C’era invece il vicepresidente emerito della Corte Costituzionale, Paolo Maddalena, a difendere le ragioni dei 450 abusivi che dal 2013 vivono nell’ex sede Inpdap. L’ex capo di gabinetto al ministero della Pubblica istruzione fino al 1991 con Gerardo Bianco, leader della sinistra democristiana e vicino a Rosi Bindi, ci ha spiegato il perché della sua presenza.

Professor Maddalena, perché un uomo di diritto difende un’occupazione abusiva?

"Perché c’è ancora la convinzione che la proprietà privata sia quella scritta nell’articolò 832 del codice civile, secondo il quale il proprietario gode e dispone della cosa in modo pieno ed esclusivo."

Cosa ci è sfuggito?

"Che l’articolo 42 comma 2 della Costituzione ha modificato questa definizione stabilendo che la proprietà privata è riconosciuta e garantita dalla legge allo scopo di assicurarne la funzione sociale."

Quindi?

"Quindi il bene abbandonato non appartiene più al proprietario nominale ma alla comunità che risiede nel luogo dove la cosa si trova."

Ma è un esproprio...

"No, chi parla di esproprio è seguace del pensiero unico dominante del neoliberismo, secondo cui la ricchezza deve rimanere nelle mani di pochi."

In una città dove ci sono centinaia di immobili abbandonati, non si rischia, così facendo, di legittimare l’abusivismo?

"Non sto legittimando l’occupazione, sto dicendo che la pubblica amministrazione non deve vendere a privati i propri beni e che gli immobili abbandonati vanno dati a chi ne ha bisogno."

Cosa pensa del gesto di Krajewski?

"Io dico che il cardinale ha fatto un’opera coraggiosa e legittima. Non lo si può accusare di aver compiuto un atto illegale."

Perché?

"Perché è andato contro ad una legge (la Lupi-Renzi, ndr) contraria alla Costituzione, che viola diritti fondamentali come quelli alla luce e all’acqua. Quindi l’elemosinere ha ricostituito la legalità costituzionale.
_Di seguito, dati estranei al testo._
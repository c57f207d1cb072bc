// Copyright 2022 Adobe. All rights reserved.
// This file is licensed to you under the Apache License, Version 2.0 (the "License");
// you may not use this file except in compliance with the License. You may obtain a copy
// of the License at http://www.apache.org/licenses/LICENSE-2.0
//
// Unless required by applicable law or agreed to in writing, software distributed under
// the License is distributed on an "AS IS" BASIS, WITHOUT WARRANTIES OR REPRESENTATIONS
// OF ANY KIND, either express or implied. See the License for the specific language
// governing permissions and limitations under the License.

use super::error::{StorageError, StorageResult};
use crate::util::retry::{DEFAULT_MAX_ATTEMPTS, DEFAULT_RETRY_DELAY, RetryPolicy};
use serde::{Deserialize, Serialize};
use std::collections::HashMap;
use std::str::FromStr;
use std::time::Duration;

/// Storage provider type
#[derive(Debug, Clone, Copy, Serialize, Deserialize, PartialEq, Eq)]
#[serde(rename_all = "lowercase")]
pub enum StorageType {
    /// Local directory, one sub-directory per container
    Local,
    /// In-process store, one per container
    Memory,
    /// AWS S3 storage, container is the bucket
    Aws,
    /// Google Cloud Storage, container is the bucket
    Gcs,
}

impl FromStr for StorageType {
    type Err = StorageError;

    fn from_str(s: &str) -> Result<Self, Self::Err> {
        match s.to_lowercase().as_str() {
            "local" => Ok(StorageType::Local),
            "memory" | "inmemory" => Ok(StorageType::Memory),
            "aws" | "s3" => Ok(StorageType::Aws),
            "gcs" | "gcp" | "gs" => Ok(StorageType::Gcs),
            _ => Err(StorageError::ConfigError(format!(
                "Unknown storage type: {}",
                s
            ))),
        }
    }
}

/// Generic configuration for storage providers using object_store
///
/// Provider-specific options live in a string map and are handed to the
/// object_store builders, so adding a backend option needs no new struct field.
///
/// # Examples
///
/// ## Local filesystem
/// ```
/// use firecam_storage::storage::StorageConfig;
///
/// let config = StorageConfig::local()
///     .with_option("path", "/tmp/data");
/// ```
///
/// ## GCS
/// ```
/// use firecam_storage::storage::StorageConfig;
///
/// let config = StorageConfig::gcs()
///     .with_option("service_account_key_path", "/path/to/key.json");
/// ```
#[derive(Debug, Clone, Serialize, Deserialize)]
pub struct StorageConfig {
    /// Storage provider type
    #[serde(rename = "type")]
    pub storage_type: StorageType,

    /// Provider-specific configuration options
    ///
    /// AWS S3:
    /// - region: AWS region (e.g., "us-east-1")
    /// - access_key_id, secret_access_key, session_token
    /// - endpoint: Custom endpoint URL (for S3-compatible services)
    /// - allow_http: "true" to allow HTTP connections
    ///
    /// GCS:
    /// - service_account_key_path: Path to service account JSON key file
    /// - service_account_key: Service account key as JSON string
    ///
    /// Local:
    /// - path: Root directory, containers are its sub-directories
    ///
    /// All:
    /// - max_attempts, retry_delay_secs: retry policy for every remote call
    /// - timeout, connect_timeout, pool_idle_timeout, pool_max_idle_per_host
    #[serde(default)]
    pub options: HashMap<String, String>,
}

impl StorageConfig {
    /// Create a new storage configuration from a type name ("local", "memory",
    /// "aws", "gcs").
    ///
    /// # Errors
    ///
    /// Returns `StorageError::ConfigError` for an unknown type name.
    pub fn new(storage_type: impl AsRef<str>) -> StorageResult<Self> {
        Ok(Self::of_type(storage_type.as_ref().parse()?))
    }

    fn of_type(storage_type: StorageType) -> Self {
        Self {
            storage_type,
            options: Self::default_options(),
        }
    }

    /// Create a local filesystem storage configuration.
    pub fn local() -> Self {
        Self::of_type(StorageType::Local)
    }

    /// Create an in-memory storage configuration.
    pub fn memory() -> Self {
        Self::of_type(StorageType::Memory)
    }

    /// Create an AWS S3 storage configuration.
    pub fn aws() -> Self {
        Self::of_type(StorageType::Aws)
    }

    /// Create a GCS storage configuration.
    pub fn gcs() -> Self {
        Self::of_type(StorageType::Gcs)
    }

    /// Get default options for all storage types.
    ///
    /// # Returns
    ///
    /// A HashMap containing default timeout, retry, and connection pool settings.
    pub fn default_options() -> HashMap<String, String> {
        [
            ("timeout", "1200"),
            ("connect_timeout", "30"),
            ("pool_idle_timeout", "15"),
            ("pool_max_idle_per_host", "5"),
            ("max_attempts", "5"),
            ("retry_delay_secs", "5"),
        ]
        .iter()
        .map(|(k, v)| (k.to_string(), v.to_string()))
        .collect()
    }

    /// Add a configuration option.
    ///
    /// # Returns
    ///
    /// The `StorageConfig` instance with the added option (for method chaining).
    pub fn with_option(mut self, key: impl Into<String>, value: impl Into<String>) -> Self {
        self.options.insert(key.into(), value.into());
        self
    }

    /// Add multiple configuration options.
    pub fn with_options(mut self, options: HashMap<String, String>) -> Self {
        self.options.extend(options);
        self
    }

    /// Get a configuration option.
    pub fn get_option(&self, key: &str) -> Option<&String> {
        self.options.get(key)
    }

    /// Retry policy for remote calls, falling back to 5 attempts 5 seconds apart
    /// when the options are missing or unparsable.
    pub fn retry_policy(&self) -> RetryPolicy {
        let max_attempts = self
            .get_option("max_attempts")
            .and_then(|s| s.parse::<usize>().ok())
            .unwrap_or(DEFAULT_MAX_ATTEMPTS);
        let delay = self
            .get_option("retry_delay_secs")
            .and_then(|s| s.parse::<u64>().ok())
            .map(Duration::from_secs)
            .unwrap_or(DEFAULT_RETRY_DELAY);
        RetryPolicy::new(max_attempts, delay)
    }

    /// Get the storage type as a string.
    pub fn storage_type_str(&self) -> &str {
        match self.storage_type {
            StorageType::Local => "local",
            StorageType::Memory => "memory",
            StorageType::Aws => "aws",
            StorageType::Gcs => "gcs",
        }
    }
}

#[cfg(test)]
mod tests {
    use super::*;

    #[test]
    fn test_storage_type_serialization() {
        assert_eq!(
            serde_json::to_string(&StorageType::Local).unwrap(),
            "\"local\""
        );
        assert_eq!(
            serde_json::to_string(&StorageType::Memory).unwrap(),
            "\"memory\""
        );
        assert_eq!(serde_json::to_string(&StorageType::Gcs).unwrap(), "\"gcs\"");
    }

    #[test]
    fn test_storage_type_deserialization() {
        let gcs: StorageType = serde_json::from_str("\"gcs\"").unwrap();
        let aws: StorageType = serde_json::from_str("\"aws\"").unwrap();
        assert_eq!(gcs, StorageType::Gcs);
        assert_eq!(aws, StorageType::Aws);
    }

    #[test]
    fn test_storage_config_new_aliases() {
        assert_eq!(
            StorageConfig::new("s3").unwrap().storage_type,
            StorageType::Aws
        );
        assert_eq!(
            StorageConfig::new("GCP").unwrap().storage_type,
            StorageType::Gcs
        );
        assert_eq!(
            StorageConfig::new("gs").unwrap().storage_type,
            StorageType::Gcs
        );
        assert_eq!(
            StorageConfig::new("memory").unwrap().storage_type,
            StorageType::Memory
        );
    }

    #[test]
    fn test_storage_config_new_invalid() {
        let result = StorageConfig::new("ftp");
        assert!(matches!(result, Err(StorageError::ConfigError(_))));
    }

    #[test]
    fn test_default_options() {
        let options = StorageConfig::default_options();
        assert_eq!(options.get("timeout"), Some(&"1200".to_string()));
        assert_eq!(options.get("max_attempts"), Some(&"5".to_string()));
        assert_eq!(options.get("retry_delay_secs"), Some(&"5".to_string()));
    }

    #[test]
    fn test_retry_policy_defaults() {
        let policy = StorageConfig::gcs().retry_policy();
        assert_eq!(policy, RetryPolicy::default());
    }

    #[test]
    fn test_retry_policy_overrides() {
        let policy = StorageConfig::memory()
            .with_option("max_attempts", "2")
            .with_option("retry_delay_secs", "0")
            .retry_policy();
        assert_eq!(policy.max_attempts, 2);
        assert_eq!(policy.delay, Duration::ZERO);
    }

    #[test]
    fn test_retry_policy_invalid_values_fall_back() {
        let policy = StorageConfig::memory()
            .with_option("max_attempts", "many")
            .retry_policy();
        assert_eq!(policy.max_attempts, DEFAULT_MAX_ATTEMPTS);
    }

    #[test]
    fn test_with_options_keeps_defaults() {
        let mut custom = HashMap::new();
        custom.insert("region".to_string(), "us-east-1".to_string());

        let config = StorageConfig::aws().with_options(custom);
        assert_eq!(config.get_option("region"), Some(&"us-east-1".to_string()));
        assert_eq!(config.get_option("timeout"), Some(&"1200".to_string()));
    }

    #[test]
    fn test_config_deserialization() {
        let json = r#"{"type":"local","options":{"path":"/data"}}"#;
        let config: StorageConfig = serde_json::from_str(json).unwrap();

        assert_eq!(config.storage_type, StorageType::Local);
        assert_eq!(config.get_option("path"), Some(&"/data".to_string()));
        assert_eq!(config.storage_type_str(), "local");
    }
}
Sarebbe assurdo se un giudice lo condannasse."

Qualcuno ha trovato singolare la saldatura tra i centri sociali e la Santa Sede…

"È la conseguenza della politica del governo, che agisce nell’interesse dei ricchi e contro quello del popolo, noi spesso ci troviamo a doverci difende dalla legge."

In che senso?

"Basti pensare che il decreto sicurezza toglie il principio di umanità dall’ordinamento giuridico. Non lo può togliere, perché l’ordinamento giudico non lo fa Salvini, e dire prima gli italiani è una bestemmia. Stiamo ridiventando barbari."

È diventato il Vaticano la vera opposizione al governo?

"Questa è una favola, se c’è qualcosa di buono nel mondo è Papa Francesco. Si tratta semplicemente di scegliere se siamo egoisti o altruisti, se vogliamo la comunità o l’isolamento, se vogliamo essere solidali oppure no."